== Dataset excerpts ==
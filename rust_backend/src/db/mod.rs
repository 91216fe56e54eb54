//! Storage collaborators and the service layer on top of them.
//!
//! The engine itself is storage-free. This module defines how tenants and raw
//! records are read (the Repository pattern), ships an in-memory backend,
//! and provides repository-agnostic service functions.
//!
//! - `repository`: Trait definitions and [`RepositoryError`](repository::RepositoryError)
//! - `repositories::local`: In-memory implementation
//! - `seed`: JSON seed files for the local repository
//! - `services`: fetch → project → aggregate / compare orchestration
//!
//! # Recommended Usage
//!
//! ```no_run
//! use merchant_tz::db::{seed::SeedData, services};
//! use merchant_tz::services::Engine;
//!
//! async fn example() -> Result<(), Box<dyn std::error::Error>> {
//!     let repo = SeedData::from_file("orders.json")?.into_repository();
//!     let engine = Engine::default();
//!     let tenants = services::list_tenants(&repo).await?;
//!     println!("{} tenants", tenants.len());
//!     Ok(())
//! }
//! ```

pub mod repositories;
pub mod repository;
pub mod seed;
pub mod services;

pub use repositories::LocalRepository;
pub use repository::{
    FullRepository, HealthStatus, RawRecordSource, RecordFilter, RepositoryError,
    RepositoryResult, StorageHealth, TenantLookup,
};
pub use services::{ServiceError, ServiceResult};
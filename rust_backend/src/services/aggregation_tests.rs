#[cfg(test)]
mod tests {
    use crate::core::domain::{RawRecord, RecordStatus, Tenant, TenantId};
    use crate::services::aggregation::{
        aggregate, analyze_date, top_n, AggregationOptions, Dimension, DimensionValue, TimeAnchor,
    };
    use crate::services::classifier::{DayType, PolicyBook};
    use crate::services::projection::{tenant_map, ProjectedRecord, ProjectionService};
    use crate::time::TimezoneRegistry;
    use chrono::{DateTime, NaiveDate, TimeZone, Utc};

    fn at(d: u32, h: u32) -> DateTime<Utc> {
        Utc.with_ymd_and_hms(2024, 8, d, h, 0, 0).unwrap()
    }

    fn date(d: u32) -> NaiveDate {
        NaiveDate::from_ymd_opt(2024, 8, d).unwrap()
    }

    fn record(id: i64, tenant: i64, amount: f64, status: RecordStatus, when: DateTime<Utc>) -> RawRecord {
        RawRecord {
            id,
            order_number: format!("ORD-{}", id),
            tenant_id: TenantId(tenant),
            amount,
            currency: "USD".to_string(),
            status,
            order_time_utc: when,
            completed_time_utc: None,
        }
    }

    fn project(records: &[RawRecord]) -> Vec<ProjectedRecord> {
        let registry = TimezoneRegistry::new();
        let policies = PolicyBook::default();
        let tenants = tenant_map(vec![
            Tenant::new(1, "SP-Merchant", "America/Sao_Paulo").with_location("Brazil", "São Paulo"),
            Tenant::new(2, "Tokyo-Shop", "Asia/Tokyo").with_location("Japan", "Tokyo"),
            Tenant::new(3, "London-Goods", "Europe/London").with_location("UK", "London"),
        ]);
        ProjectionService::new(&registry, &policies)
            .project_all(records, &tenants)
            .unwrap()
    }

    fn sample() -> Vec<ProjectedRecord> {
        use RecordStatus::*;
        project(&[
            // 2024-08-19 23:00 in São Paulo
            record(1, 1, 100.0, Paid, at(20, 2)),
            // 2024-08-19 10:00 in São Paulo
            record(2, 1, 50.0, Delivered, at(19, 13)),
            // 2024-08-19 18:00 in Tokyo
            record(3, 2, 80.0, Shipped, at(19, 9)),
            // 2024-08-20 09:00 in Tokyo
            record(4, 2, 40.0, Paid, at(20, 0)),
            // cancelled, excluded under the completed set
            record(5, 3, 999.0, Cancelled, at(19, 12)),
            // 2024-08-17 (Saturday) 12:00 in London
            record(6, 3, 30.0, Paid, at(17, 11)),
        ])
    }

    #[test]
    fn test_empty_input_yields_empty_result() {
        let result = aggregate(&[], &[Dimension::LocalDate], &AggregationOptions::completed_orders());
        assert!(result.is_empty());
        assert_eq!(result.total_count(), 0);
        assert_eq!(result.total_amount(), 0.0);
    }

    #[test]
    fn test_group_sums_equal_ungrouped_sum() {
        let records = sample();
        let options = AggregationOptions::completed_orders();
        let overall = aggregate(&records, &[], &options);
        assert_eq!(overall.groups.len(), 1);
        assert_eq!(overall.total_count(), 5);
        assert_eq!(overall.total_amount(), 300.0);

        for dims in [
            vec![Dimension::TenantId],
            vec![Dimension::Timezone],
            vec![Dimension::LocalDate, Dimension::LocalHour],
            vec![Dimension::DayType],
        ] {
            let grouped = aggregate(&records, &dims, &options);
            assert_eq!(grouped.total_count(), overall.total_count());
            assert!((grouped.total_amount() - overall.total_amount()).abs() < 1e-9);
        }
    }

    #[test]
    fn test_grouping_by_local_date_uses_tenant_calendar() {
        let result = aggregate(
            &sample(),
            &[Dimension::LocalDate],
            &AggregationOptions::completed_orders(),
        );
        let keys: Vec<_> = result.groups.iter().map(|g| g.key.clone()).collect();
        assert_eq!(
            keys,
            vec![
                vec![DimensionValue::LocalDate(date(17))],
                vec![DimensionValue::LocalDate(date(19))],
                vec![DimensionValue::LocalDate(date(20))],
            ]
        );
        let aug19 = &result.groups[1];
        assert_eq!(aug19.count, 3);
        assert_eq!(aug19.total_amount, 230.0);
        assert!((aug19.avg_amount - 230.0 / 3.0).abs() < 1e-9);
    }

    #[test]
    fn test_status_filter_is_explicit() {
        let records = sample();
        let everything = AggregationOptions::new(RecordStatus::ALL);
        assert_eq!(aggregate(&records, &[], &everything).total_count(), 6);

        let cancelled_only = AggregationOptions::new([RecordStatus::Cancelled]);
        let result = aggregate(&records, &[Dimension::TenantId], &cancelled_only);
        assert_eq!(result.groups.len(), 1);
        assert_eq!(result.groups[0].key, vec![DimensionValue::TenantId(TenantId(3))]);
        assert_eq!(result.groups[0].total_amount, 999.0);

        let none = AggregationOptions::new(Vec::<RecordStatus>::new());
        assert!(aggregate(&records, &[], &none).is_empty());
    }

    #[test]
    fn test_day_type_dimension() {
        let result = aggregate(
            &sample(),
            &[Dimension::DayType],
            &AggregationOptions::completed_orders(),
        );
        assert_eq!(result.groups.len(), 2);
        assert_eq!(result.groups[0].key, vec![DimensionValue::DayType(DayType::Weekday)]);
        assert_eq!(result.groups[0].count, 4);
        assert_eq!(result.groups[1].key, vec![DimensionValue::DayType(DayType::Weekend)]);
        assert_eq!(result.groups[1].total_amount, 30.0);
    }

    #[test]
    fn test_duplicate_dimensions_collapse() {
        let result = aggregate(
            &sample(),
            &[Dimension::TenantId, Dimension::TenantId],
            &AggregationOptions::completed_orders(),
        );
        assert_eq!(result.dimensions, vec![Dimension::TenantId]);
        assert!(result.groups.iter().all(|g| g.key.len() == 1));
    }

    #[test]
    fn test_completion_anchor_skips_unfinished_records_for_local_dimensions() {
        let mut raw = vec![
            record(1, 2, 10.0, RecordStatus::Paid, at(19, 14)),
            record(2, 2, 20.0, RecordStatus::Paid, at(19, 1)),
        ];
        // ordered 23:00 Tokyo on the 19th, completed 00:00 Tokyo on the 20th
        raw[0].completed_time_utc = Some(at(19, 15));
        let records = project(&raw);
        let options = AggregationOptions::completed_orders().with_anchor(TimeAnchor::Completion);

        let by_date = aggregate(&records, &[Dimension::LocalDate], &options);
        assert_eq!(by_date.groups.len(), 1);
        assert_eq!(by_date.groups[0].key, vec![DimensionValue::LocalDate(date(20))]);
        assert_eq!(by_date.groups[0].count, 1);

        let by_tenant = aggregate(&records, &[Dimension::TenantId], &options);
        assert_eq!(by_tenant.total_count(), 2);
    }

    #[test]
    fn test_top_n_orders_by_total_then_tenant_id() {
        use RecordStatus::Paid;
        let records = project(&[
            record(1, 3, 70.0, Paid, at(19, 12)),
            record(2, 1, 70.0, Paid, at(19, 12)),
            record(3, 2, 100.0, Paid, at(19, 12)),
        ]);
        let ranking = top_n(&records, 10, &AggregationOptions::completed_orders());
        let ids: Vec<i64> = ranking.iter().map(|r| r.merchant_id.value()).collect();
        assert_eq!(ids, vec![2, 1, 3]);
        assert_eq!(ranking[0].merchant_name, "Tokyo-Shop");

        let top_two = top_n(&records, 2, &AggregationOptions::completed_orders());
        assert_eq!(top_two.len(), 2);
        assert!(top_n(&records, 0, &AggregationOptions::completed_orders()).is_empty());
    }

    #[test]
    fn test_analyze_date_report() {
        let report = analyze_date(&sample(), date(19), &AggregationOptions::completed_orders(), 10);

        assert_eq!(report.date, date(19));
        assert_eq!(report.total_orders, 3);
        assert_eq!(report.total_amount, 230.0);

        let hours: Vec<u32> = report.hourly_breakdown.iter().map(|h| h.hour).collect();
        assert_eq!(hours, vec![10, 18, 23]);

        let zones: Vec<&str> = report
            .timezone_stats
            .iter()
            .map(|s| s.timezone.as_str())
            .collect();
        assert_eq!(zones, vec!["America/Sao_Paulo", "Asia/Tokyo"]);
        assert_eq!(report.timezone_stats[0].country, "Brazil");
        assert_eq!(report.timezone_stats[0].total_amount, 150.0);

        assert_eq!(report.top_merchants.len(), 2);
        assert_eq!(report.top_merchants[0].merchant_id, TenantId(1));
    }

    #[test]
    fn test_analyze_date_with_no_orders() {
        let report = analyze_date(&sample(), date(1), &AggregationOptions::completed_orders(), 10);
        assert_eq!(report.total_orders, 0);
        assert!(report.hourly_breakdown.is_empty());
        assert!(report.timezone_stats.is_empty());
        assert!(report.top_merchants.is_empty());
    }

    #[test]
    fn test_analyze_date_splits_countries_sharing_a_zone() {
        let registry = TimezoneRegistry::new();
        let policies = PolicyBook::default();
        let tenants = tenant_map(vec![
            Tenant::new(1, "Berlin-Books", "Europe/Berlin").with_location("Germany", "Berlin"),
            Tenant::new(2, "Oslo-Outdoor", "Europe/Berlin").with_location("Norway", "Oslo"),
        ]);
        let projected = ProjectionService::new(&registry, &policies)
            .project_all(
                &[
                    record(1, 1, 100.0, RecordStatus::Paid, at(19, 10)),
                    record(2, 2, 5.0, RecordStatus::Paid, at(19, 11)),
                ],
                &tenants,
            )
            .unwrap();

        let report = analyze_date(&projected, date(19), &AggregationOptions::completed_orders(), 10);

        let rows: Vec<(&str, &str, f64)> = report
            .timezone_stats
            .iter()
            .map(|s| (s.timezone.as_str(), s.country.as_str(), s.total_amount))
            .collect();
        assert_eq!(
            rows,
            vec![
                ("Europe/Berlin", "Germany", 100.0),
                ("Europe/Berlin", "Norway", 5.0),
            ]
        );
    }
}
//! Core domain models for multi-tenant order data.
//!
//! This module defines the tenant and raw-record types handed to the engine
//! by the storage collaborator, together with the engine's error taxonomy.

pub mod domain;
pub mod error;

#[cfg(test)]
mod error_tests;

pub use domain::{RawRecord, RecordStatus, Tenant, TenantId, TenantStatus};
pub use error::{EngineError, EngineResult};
...
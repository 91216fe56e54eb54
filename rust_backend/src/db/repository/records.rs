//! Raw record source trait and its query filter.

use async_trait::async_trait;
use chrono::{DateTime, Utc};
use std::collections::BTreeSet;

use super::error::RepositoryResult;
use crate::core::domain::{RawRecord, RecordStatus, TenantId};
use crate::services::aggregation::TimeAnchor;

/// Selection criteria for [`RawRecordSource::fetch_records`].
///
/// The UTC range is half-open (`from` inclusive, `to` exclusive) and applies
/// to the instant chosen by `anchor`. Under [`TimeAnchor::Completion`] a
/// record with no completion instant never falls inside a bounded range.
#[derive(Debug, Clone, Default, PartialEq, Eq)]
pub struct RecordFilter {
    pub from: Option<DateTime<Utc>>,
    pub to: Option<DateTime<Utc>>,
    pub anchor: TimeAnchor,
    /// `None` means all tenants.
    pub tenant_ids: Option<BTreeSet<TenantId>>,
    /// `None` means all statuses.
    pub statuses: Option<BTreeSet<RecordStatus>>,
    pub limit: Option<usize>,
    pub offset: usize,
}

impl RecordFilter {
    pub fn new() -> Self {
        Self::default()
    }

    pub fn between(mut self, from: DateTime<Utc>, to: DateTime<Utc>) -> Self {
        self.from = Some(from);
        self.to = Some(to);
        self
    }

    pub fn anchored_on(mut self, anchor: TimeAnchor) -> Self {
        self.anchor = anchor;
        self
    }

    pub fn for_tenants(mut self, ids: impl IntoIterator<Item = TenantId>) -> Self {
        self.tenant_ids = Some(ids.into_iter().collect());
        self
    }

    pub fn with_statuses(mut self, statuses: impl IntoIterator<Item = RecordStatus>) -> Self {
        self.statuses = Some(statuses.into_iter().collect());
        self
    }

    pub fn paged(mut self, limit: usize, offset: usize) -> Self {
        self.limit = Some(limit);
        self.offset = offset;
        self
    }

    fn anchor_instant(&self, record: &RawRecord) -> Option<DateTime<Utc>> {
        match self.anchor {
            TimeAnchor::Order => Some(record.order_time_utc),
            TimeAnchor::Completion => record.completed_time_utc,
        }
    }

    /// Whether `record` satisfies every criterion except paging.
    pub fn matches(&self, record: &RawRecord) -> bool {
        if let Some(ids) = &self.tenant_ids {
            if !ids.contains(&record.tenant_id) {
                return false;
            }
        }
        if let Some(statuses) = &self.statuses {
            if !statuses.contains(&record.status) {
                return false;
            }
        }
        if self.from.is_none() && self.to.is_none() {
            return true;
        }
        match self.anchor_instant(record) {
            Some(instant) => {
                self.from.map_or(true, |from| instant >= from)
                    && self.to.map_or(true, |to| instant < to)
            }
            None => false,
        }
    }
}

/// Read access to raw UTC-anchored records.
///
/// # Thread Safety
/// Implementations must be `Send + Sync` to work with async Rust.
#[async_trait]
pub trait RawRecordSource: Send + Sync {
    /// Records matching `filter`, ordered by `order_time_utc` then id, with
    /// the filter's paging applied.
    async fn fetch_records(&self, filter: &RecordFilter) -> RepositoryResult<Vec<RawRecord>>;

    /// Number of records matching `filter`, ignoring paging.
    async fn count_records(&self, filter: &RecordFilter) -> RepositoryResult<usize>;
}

== Action item ==
For the entries above, please state how many lines contain the string "RecordFilter"; give the number and nothing else.

== Solution for this task ==
5